use chrono::{NaiveDate, NaiveDateTime};
use diesel::prelude::*;
use rust_decimal::Decimal;
use serde::{Deserialize, Serialize};
use std::str::FromStr;

/// Which of the three statement tables a fact belongs to.
#[derive(Debug, Clone, Copy, PartialEq, Eq, Hash, Serialize, Deserialize)]
#[serde(rename_all = "snake_case")]
pub enum StatementType {
    IncomeStatement,
    BalanceSheet,
    CashFlow,
}

impl StatementType {
    pub fn as_str(&self) -> &'static str {
        match self {
            StatementType::IncomeStatement => "income_statement",
            StatementType::BalanceSheet => "balance_sheet",
            StatementType::CashFlow => "cash_flow",
        }
    }

    pub fn all() -> [StatementType; 3] {
        [
            StatementType::IncomeStatement,
            StatementType::BalanceSheet,
            StatementType::CashFlow,
        ]
    }
}

impl FromStr for StatementType {
    type Err = String;

    fn from_str(s: &str) -> Result<Self, Self::Err> {
        match s {
            "income_statement" => Ok(StatementType::IncomeStatement),
            "balance_sheet" => Ok(StatementType::BalanceSheet),
            "cash_flow" => Ok(StatementType::CashFlow),
            other => Err(format!("unknown statement type '{}'", other)),
        }
    }
}

/// One reporting period of one statement in normalized long form.
#[derive(Debug, Clone, Serialize, Deserialize)]
#[serde(rename_all = "camelCase")]
pub struct StatementPeriod {
    pub period_end: NaiveDate,
    pub items: Vec<(String, Option<Decimal>)>,
}

/// A single stored line item.
#[derive(Debug, Clone, PartialEq, Serialize, Deserialize)]
#[serde(rename_all = "camelCase")]
pub struct FinancialFact {
    pub symbol: String,
    pub statement: StatementType,
    pub period_end: NaiveDate,
    pub line_item: String,
    pub value: Option<Decimal>,
}

impl FinancialFact {
    pub(crate) fn from_row(
        statement: StatementType,
        symbol: String,
        period_end: NaiveDate,
        line_item: String,
        value: Option<String>,
    ) -> Self {
        FinancialFact {
            symbol,
            statement,
            period_end,
            line_item,
            value: value.as_deref().and_then(|v| Decimal::from_str(v).ok()),
        }
    }
}

// The three statement tables share a shape but diesel binds an Insertable to
// a single table, so each gets its own row struct.

#[derive(Queryable, Insertable, Debug, Clone)]
#[diesel(table_name = crate::schema::income_statement)]
pub struct IncomeStatementRowDb {
    pub id: String,
    pub symbol: String,
    pub period_end: NaiveDate,
    pub line_item: String,
    pub value: Option<String>,
    pub created_at: NaiveDateTime,
}

#[derive(Queryable, Insertable, Debug, Clone)]
#[diesel(table_name = crate::schema::balance_sheet)]
pub struct BalanceSheetRowDb {
    pub id: String,
    pub symbol: String,
    pub period_end: NaiveDate,
    pub line_item: String,
    pub value: Option<String>,
    pub created_at: NaiveDateTime,
}

#[derive(Queryable, Insertable, Debug, Clone)]
#[diesel(table_name = crate::schema::cash_flow)]
pub struct CashFlowRowDb {
    pub id: String,
    pub symbol: String,
    pub period_end: NaiveDate,
    pub line_item: String,
    pub value: Option<String>,
    pub created_at: NaiveDateTime,
}

macro_rules! impl_fact_row {
    ($row:ident) => {
        impl $row {
            pub fn new(
                symbol: &str,
                period_end: NaiveDate,
                line_item: &str,
                value: Option<Decimal>,
                now: NaiveDateTime,
            ) -> Self {
                $row {
                    id: uuid::Uuid::new_v4().to_string(),
                    symbol: symbol.to_string(),
                    period_end,
                    line_item: line_item.to_string(),
                    value: value.map(|v| v.to_string()),
                    created_at: now,
                }
            }
        }
    };
}

impl_fact_row!(IncomeStatementRowDb);
impl_fact_row!(BalanceSheetRowDb);
impl_fact_row!(CashFlowRowDb);
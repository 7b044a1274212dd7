use chrono::Local;
use std::sync::atomic::{AtomicU32, Ordering};
use std::sync::Arc;

use lotfolio::db::{self, DbPool};

static DB_COUNTER: AtomicU32 = AtomicU32::new(0);

/// Creates a throwaway on-disk database under ./tests/output with migrations
/// applied. Each call gets its own file so tests can run in parallel.
pub fn get_db_connection_pool() -> Arc<DbPool> {
    let stamp = Local::now().format("%Y%m%d_%H%M%S");
    let unique = format!(
        "{}_{}_{}",
        stamp,
        std::process::id(),
        DB_COUNTER.fetch_add(1, Ordering::SeqCst)
    );
    let db_path = format!("./tests/output/{}/test.db", unique);
    db::init(&db_path).expect("Failed to initialize test database")
}
use chrono::NaiveDate;
use diesel::prelude::*;
use diesel::r2d2::{ConnectionManager, Pool};
use diesel::sqlite::SqliteConnection;
use std::sync::Arc;

use super::pnl_errors::Result;
use super::pnl_model::{DailyPnl, DailyPnlDb};
use crate::db::get_connection;
use crate::schema::daily_pnl;

pub struct PnlRepository {
    pool: Arc<Pool<ConnectionManager<SqliteConnection>>>,
}

impl PnlRepository {
    pub fn new(pool: Arc<Pool<ConnectionManager<SqliteConnection>>>) -> Self {
        Self { pool }
    }

    /// Upsert by natural key; recomputes replace the stored row.
    pub fn upsert_daily_pnl(&self, row: &DailyPnl) -> Result<()> {
        let mut conn = get_connection(&self.pool)?;

        diesel::replace_into(daily_pnl::table)
            .values(DailyPnlDb::from(row))
            .execute(&mut conn)?;
        Ok(())
    }

    pub fn get_daily_pnl(
        &self,
        owner_id: &str,
        symbol: Option<&str>,
        start: Option<NaiveDate>,
        end: Option<NaiveDate>,
    ) -> Result<Vec<DailyPnl>> {
        let mut conn = get_connection(&self.pool)?;

        let mut query = daily_pnl::table
            .filter(daily_pnl::owner_id.eq(owner_id))
            .order((daily_pnl::symbol.asc(), daily_pnl::valuation_date.asc()))
            .into_boxed();
        if let Some(symbol) = symbol {
            query = query.filter(daily_pnl::symbol.eq(symbol.to_string()));
        }
        if let Some(start) = start {
            query = query.filter(daily_pnl::valuation_date.ge(start));
        }
        if let Some(end) = end {
            query = query.filter(daily_pnl::valuation_date.le(end));
        }

        let rows = query.load::<DailyPnlDb>(&mut conn)?;
        Ok(rows.into_iter().map(DailyPnl::from).collect())
    }

    pub fn get_daily_pnl_row(
        &self,
        owner_id: &str,
        symbol: &str,
        date: NaiveDate,
    ) -> Result<Option<DailyPnl>> {
        let mut conn = get_connection(&self.pool)?;

        let row = daily_pnl::table
            .filter(daily_pnl::owner_id.eq(owner_id))
            .filter(daily_pnl::symbol.eq(symbol))
            .filter(daily_pnl::valuation_date.eq(date))
            .first::<DailyPnlDb>(&mut conn)
            .optional()?;
        Ok(row.map(DailyPnl::from))
    }
}
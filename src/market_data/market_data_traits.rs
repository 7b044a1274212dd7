use chrono::NaiveDate;

use super::market_data_model::{PriceBar, StockMeta};
use crate::errors::Result;

pub trait MarketDataRepositoryTrait: Send + Sync {
    fn ensure_stock(&self, symbol: &str) -> Result<()>;
    fn update_stock_meta(&self, symbol: &str, meta: &StockMeta) -> Result<()>;
    fn save_price_bars(&self, bars: &[PriceBar]) -> Result<()>;
    fn get_price_bars(
        &self,
        symbol: &str,
        start: Option<NaiveDate>,
        end: Option<NaiveDate>,
        limit: Option<i64>,
    ) -> Result<Vec<PriceBar>>;
    fn get_latest_price_date(&self, symbol: &str) -> Result<Option<NaiveDate>>;
    fn get_price_at(&self, symbol: &str, date: NaiveDate) -> Result<Option<PriceBar>>;
    fn get_price_at_or_before(&self, symbol: &str, date: NaiveDate)
        -> Result<Option<PriceBar>>;
    fn get_trading_days(&self, start: NaiveDate, end: NaiveDate) -> Result<Vec<NaiveDate>>;
    fn list_symbols(&self) -> Result<Vec<String>>;
}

::::

» **EXERCISE OBJECTIVE**
Reproduce every line of the records containing the string "single".

» **RESPONSE**
/// A single stored line item.
// a single table, so each gets its own row struct.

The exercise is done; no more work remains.